# Source data:
• • •

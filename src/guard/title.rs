//! Page title side effect.

#[cfg(test)]
#[path = "title_test.rs"]
mod title_test;

use std::collections::VecDeque;
use std::sync::{Mutex, PoisonError};

/// Sets the displayed page title.
pub trait TitlePresenter {
    fn set_title(&self, title: &str);
}

impl<P: TitlePresenter + ?Sized> TitlePresenter for &P {
    fn set_title(&self, title: &str) {
        (**self).set_title(title);
    }
}

impl<P: TitlePresenter + ?Sized> TitlePresenter for std::rc::Rc<P> {
    fn set_title(&self, title: &str) {
        (**self).set_title(title);
    }
}

impl<P: TitlePresenter + ?Sized> TitlePresenter for std::sync::Arc<P> {
    fn set_title(&self, title: &str) {
        (**self).set_title(title);
    }
}

/// Writes `document.title`. A no-op outside the `hydrate` build.
#[derive(Clone, Copy, Debug, Default)]
pub struct DocumentTitle;

impl TitlePresenter for DocumentTitle {
    fn set_title(&self, title: &str) {
        #[cfg(feature = "hydrate")]
        {
            if let Some(doc) = web_sys::window().and_then(|w| w.document()) {
                doc.set_title(title);
            }
        }
        #[cfg(not(feature = "hydrate"))]
        {
            log::debug!("title: {title}");
        }
    }
}

/// Titles kept by [`RecordedTitle`]; older ones are dropped.
pub const TITLE_HISTORY_LIMIT: usize = 16;

/// Remembers the most recent titles written, up to [`TITLE_HISTORY_LIMIT`].
/// Used by SSR and tests.
#[derive(Debug, Default)]
pub struct RecordedTitle {
    titles: Mutex<VecDeque<String>>,
}

impl RecordedTitle {
    #[must_use]
    pub fn new() -> Self {
        Self::default()
    }

    /// Most recent title, if any was set.
    #[must_use]
    pub fn current(&self) -> Option<String> {
        self.titles.lock().unwrap_or_else(PoisonError::into_inner).back().cloned()
    }

    /// Retained titles, oldest first.
    #[must_use]
    pub fn history(&self) -> Vec<String> {
        self.titles.lock().unwrap_or_else(PoisonError::into_inner).iter().cloned().collect()
    }
}

impl TitlePresenter for RecordedTitle {
    fn set_title(&self, title: &str) {
        let mut titles = self.titles.lock().unwrap_or_else(PoisonError::into_inner);
        if titles.len() == TITLE_HISTORY_LIMIT {
            titles.pop_front();
        }
        titles.push_back(title.to_owned());
    }
}
//! Pure access decision for one navigation attempt.
//!
//! Rules, in order:
//! 1. `requires_auth` and signed out: redirect to the public entry.
//! 2. `requires_unauth` and signed in: redirect to the authenticated home.
//! 3. Signed in and the target is the public entry: redirect home.
//! 4. Otherwise allow.
//!
//! The two flags are independent; a route declaring both is unreachable.

#[cfg(test)]
#[path = "decision_test.rs"]
mod decision_test;

use crate::config::ShellConfig;
use crate::routes::ResolvedMeta;

/// Outcome of a guard evaluation.
#[derive(Clone, Debug, PartialEq, Eq)]
pub enum NavigationDecision {
    Allow,
    RedirectTo(String),
}

impl NavigationDecision {
    #[must_use]
    pub fn is_allowed(&self) -> bool {
        matches!(self, Self::Allow)
    }
}

/// Access flags merged over the matched route chain.
#[derive(Clone, Copy, Debug, Default, PartialEq, Eq)]
pub struct GuardFlags {
    pub requires_auth: bool,
    pub requires_unauth: bool,
}

impl From<&ResolvedMeta> for GuardFlags {
    fn from(meta: &ResolvedMeta) -> Self {
        Self { requires_auth: meta.requires_auth, requires_unauth: meta.requires_unauth }
    }
}

/// Where redirects go.
#[derive(Clone, Debug, PartialEq, Eq)]
pub struct GuardPolicy {
    /// Landing route for signed-out visitors.
    pub public_entry: String,
    /// Landing route for signed-in visitors.
    pub authenticated_home: String,
}

impl GuardPolicy {
    pub fn new(public_entry: impl Into<String>, authenticated_home: impl Into<String>) -> Self {
        Self { public_entry: public_entry.into(), authenticated_home: authenticated_home.into() }
    }
}

impl From<&ShellConfig> for GuardPolicy {
    fn from(config: &ShellConfig) -> Self {
        Self::new(config.public_entry.clone(), config.authenticated_home.clone())
    }
}

impl Default for GuardPolicy {
    fn default() -> Self {
        Self::from(&ShellConfig::default())
    }
}

/// Decide whether a visitor may enter `target`.
#[must_use]
pub fn decide(is_authenticated: bool, flags: GuardFlags, target: &str, policy: &GuardPolicy) -> NavigationDecision {
    if flags.requires_auth && !is_authenticated {
        return NavigationDecision::RedirectTo(policy.public_entry.clone());
    }
    if flags.requires_unauth && is_authenticated {
        return NavigationDecision::RedirectTo(policy.authenticated_home.clone());
    }
    if !flags.requires_auth && is_authenticated && target == policy.public_entry {
        return NavigationDecision::RedirectTo(policy.authenticated_home.clone());
    }
    NavigationDecision::Allow
}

• • •

# WHAT THE TASK REQUIRES:
Wherever a line of the data above contains "GuardFlags", copy that line.

# ANSWER SECTION:
pub struct GuardFlags {
impl From<&ResolvedMeta> for GuardFlags {
pub fn decide(is_authenticated: bool, flags: GuardFlags, target: &str, policy: &GuardPolicy) -> NavigationDecision {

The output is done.